* _MATERIAL FOR THIS TASK_
*** Block opens ***

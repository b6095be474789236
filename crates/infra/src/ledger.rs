//! Stock ledger service: the only sanctioned mutator of on-hand quantities.
//!
//! Every write follows the same cycle:
//!
//! ```text
//! read stock level(s) ─► pure plan (stockbook-inventory) ─► UnitOfWork ─► commit
//!        ▲                                                                   │
//!        └──────────────── retry on version conflict ◄──────────────────────┘
//! ```
//!
//! The quantity update and its movement always travel in the same unit of work, so the
//! log and the current quantity cannot drift apart.

use serde::{Deserialize, Serialize};
use tracing::{Span, info, instrument, warn};

use stockbook_core::{ItemId, LocationId, StockLevelId, Versioned};
use stockbook_inventory::{
    AdjustStock, OpenStockLevel, RecordTransaction, StockAdjustment, StockLevel, TransferStock,
};

use crate::config::LedgerConfig;
use crate::error::{LedgerError, LedgerResult};
use crate::retry::retry_on_conflict;
use crate::store::{LedgerStore, MovementFilter, MovementPage, Pagination, StoreError, UnitOfWork};

/// A stock level at or below its reorder point, with the quantity to order.
#[derive(Debug, Clone, PartialEq, Eq, Serialize, Deserialize)]
pub struct ReorderSuggestion {
    pub stock_level: StockLevel,
    pub suggested_quantity: i64,
}

#[derive(Debug)]
pub struct StockLedger<S> {
    store: S,
    config: LedgerConfig,
}

impl<S> StockLedger<S> {
    pub fn new(store: S, config: LedgerConfig) -> Self {
        Self { store, config }
    }

    pub fn store(&self) -> &S {
        &self.store
    }

    pub fn config(&self) -> &LedgerConfig {
        &self.config
    }
}

impl<S: LedgerStore> StockLedger<S> {
    #[instrument(skip(self), fields(location_id = %location_id, item_id = %item_id), err)]
    pub fn stock_level(
        &self,
        location_id: LocationId,
        item_id: ItemId,
    ) -> LedgerResult<Option<StockLevel>> {
        Ok(self.store.stock_level(location_id, item_id)?)
    }

    /// Open the stock level for a (location, item) pair.
    ///
    /// Fails with `Conflict` if one already exists. A positive initial quantity is
    /// recorded as an inbound movement in the same unit of work.
    #[instrument(
        skip(self, cmd),
        fields(location_id = %cmd.location_id, item_id = %cmd.item_id, initial_quantity = cmd.initial_quantity),
        err
    )]
    pub fn create_stock_level(&self, cmd: OpenStockLevel) -> LedgerResult<StockLevel> {
        if self
            .store
            .stock_level(cmd.location_id, cmd.item_id)?
            .is_some()
        {
            return Err(LedgerError::Conflict(format!(
                "stock level already exists for location {} / item {}",
                cmd.location_id, cmd.item_id
            )));
        }

        let (level, opening) = StockLevel::open(StockLevelId::new(), &cmd)?;
        let mut work = UnitOfWork::new();
        work.create_stock_level(level.clone());
        if let Some(movement) = opening {
            work.append_movement(movement);
        }
        self.store.commit(work)?;

        info!(stock_level_id = %level.id(), quantity = level.quantity(), "stock level opened");
        Ok(level)
    }

    /// Apply a signed delta to an existing stock level and log one movement.
    ///
    /// Not idempotent: every call appends a movement.
    #[instrument(
        skip(self, cmd),
        fields(
            location_id = %cmd.location_id,
            item_id = %cmd.item_id,
            delta = cmd.delta,
            movement_type = %cmd.movement_type,
            stock_level_id = tracing::field::Empty
        ),
        err
    )]
    pub fn adjust(&self, cmd: AdjustStock) -> LedgerResult<StockLevel> {
        retry_on_conflict("adjust", self.config.max_conflict_retries, || {
            let current = self.require(cmd.location_id, cmd.item_id)?;
            let plan = current.plan_adjustment(&cmd, self.config.negative_stock)?;
            let mut work = UnitOfWork::new();
            stage(&mut work, &plan);
            self.store.commit(work)?;
            Ok(self.committed(plan))
        })
    }

    /// Adjust by a transaction type; the sign comes from the type.
    #[instrument(
        skip(self, cmd),
        fields(transaction_type = %cmd.transaction_type, quantity = cmd.quantity),
        err
    )]
    pub fn record_transaction(&self, cmd: RecordTransaction) -> LedgerResult<StockLevel> {
        let adjustment = cmd.to_adjustment()?;
        self.adjust(adjustment)
    }

    /// Inbound adjustment that opens the stock level on first receipt.
    ///
    /// Two first receipts racing on the same pair both succeed: the loser re-reads the
    /// level the winner opened and adjusts it.
    #[instrument(
        skip(self, cmd),
        fields(location_id = %cmd.location_id, item_id = %cmd.item_id, delta = cmd.delta),
        err
    )]
    pub fn receive(&self, cmd: AdjustStock) -> LedgerResult<StockLevel> {
        if cmd.delta <= 0 {
            return Err(LedgerError::Validation(
                "received quantity must be positive".to_string(),
            ));
        }

        retry_on_conflict("receive", self.config.max_conflict_retries, || {
            let mut work = UnitOfWork::new();
            let (plan, opened) = self.plan_receipt(&cmd, &mut work)?;
            self.commit_receipt(work, opened)?;
            Ok(self.committed(plan))
        })
    }

    /// Move stock between two locations in one unit of work.
    ///
    /// Returns `(source, destination)` after the move.
    #[instrument(
        skip(self, cmd),
        fields(
            item_id = %cmd.item_id,
            from_location = %cmd.from_location,
            to_location = %cmd.to_location,
            quantity = cmd.quantity
        ),
        err
    )]
    pub fn transfer(&self, cmd: TransferStock) -> LedgerResult<(StockLevel, StockLevel)> {
        cmd.validate()?;
        let outbound = cmd.outbound_leg();
        let inbound = cmd.inbound_leg();

        retry_on_conflict("transfer", self.config.max_conflict_retries, || {
            let source = self.require(cmd.from_location, cmd.item_id)?;
            let out_plan = source.plan_adjustment(&outbound, self.config.negative_stock)?;

            let mut work = UnitOfWork::new();
            stage(&mut work, &out_plan);
            let (in_plan, opened) = self.plan_receipt(&inbound, &mut work)?;
            self.commit_receipt(work, opened)?;

            Ok((self.committed(out_plan), self.committed(in_plan)))
        })
    }

    /// Movements matching `filter`, newest first.
    #[instrument(skip(self, filter), err)]
    pub fn movements(
        &self,
        filter: &MovementFilter,
        pagination: Option<Pagination>,
    ) -> LedgerResult<MovementPage> {
        let pagination = pagination
            .unwrap_or_else(|| Pagination::new(Some(self.config.default_page_size), None));
        Ok(self.store.movements(filter, pagination)?)
    }

    /// Stock levels at `location_id` that sit at or below their reorder point.
    #[instrument(skip(self), fields(location_id = %location_id), err)]
    pub fn reorder_candidates(&self, location_id: LocationId) -> LedgerResult<Vec<ReorderSuggestion>> {
        Ok(self
            .store
            .stock_levels_at(location_id)?
            .into_iter()
            .filter(StockLevel::needs_reorder)
            .map(|level| ReorderSuggestion {
                suggested_quantity: level.suggested_reorder_quantity(),
                stock_level: level,
            })
            .collect())
    }

    fn require(&self, location_id: LocationId, item_id: ItemId) -> LedgerResult<StockLevel> {
        self.store.stock_level(location_id, item_id)?.ok_or_else(|| {
            LedgerError::not_found(format!(
                "stock level for location {location_id} / item {item_id}"
            ))
        })
    }

    /// Plan an inbound change, opening an empty stock level first when none exists.
    ///
    /// The flag is true when the plan stages the creation of the level.
    fn plan_receipt(
        &self,
        cmd: &AdjustStock,
        work: &mut UnitOfWork,
    ) -> LedgerResult<(StockAdjustment, bool)> {
        let (current, opened) = match self.store.stock_level(cmd.location_id, cmd.item_id)? {
            Some(level) => (level, false),
            None => {
                let open =
                    OpenStockLevel::empty(cmd.location_id, cmd.item_id, cmd.actor, cmd.occurred_at);
                let (level, _) = StockLevel::open(StockLevelId::new(), &open)?;
                work.create_stock_level(level.clone());
                (level, true)
            }
        };
        let plan = current.plan_adjustment(cmd, self.config.negative_stock)?;
        stage(work, &plan);
        Ok((plan, opened))
    }

    /// Commit a receipt. If the level was opened by someone else since it was read,
    /// the duplicate is a lost race, reported as `Concurrency` so the cycle re-runs.
    fn commit_receipt(&self, work: UnitOfWork, opened: bool) -> LedgerResult<()> {
        match self.store.commit(work) {
            Err(StoreError::Duplicate(msg)) if opened => Err(LedgerError::Concurrency(format!(
                "stock level opened concurrently: {msg}"
            ))),
            other => Ok(other?),
        }
    }

    fn committed(&self, plan: StockAdjustment) -> StockLevel {
        let level = plan.stock_level;
        Span::current().record("stock_level_id", tracing::field::display(level.id()));
        if level.quantity() < 0 {
            warn!(
                stock_level_id = %level.id(),
                quantity = level.quantity(),
                "stock level went negative"
            );
        }
        info!(
            stock_level_id = %level.id(),
            movement_id = %plan.movement.id(),
            movement_type = %plan.movement.movement_type(),
            quantity = level.quantity(),
            version = level.version(),
            "stock adjusted"
        );
        level
    }
}

/// Quantity write and movement append for one planned adjustment.
pub(crate) fn stage(work: &mut UnitOfWork, plan: &StockAdjustment) {
    work.set_quantity(
        plan.stock_level.id(),
        plan.expected_version,
        plan.stock_level.quantity(),
        plan.stock_level.updated_at(),
    )
    .append_movement(plan.movement.clone());
}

*** Block closes ***

* _TASK REQUIREMENTS_
Using only the entries above, output the line with "pub fn record_transaction(&self, cmd: RecordTransaction)", the line with "and adjusts it.", and all lines between them, exactly as they stand.

* _TASK RESPONSE_
    pub fn record_transaction(&self, cmd: RecordTransaction) -> LedgerResult<StockLevel> {
        let adjustment = cmd.to_adjustment()?;
        self.adjust(adjustment)
    }

    /// Inbound adjustment that opens the stock level on first receipt.
    ///
    /// Two first receipts racing on the same pair both succeed: the loser re-reads the
    /// level the winner opened and adjusts it.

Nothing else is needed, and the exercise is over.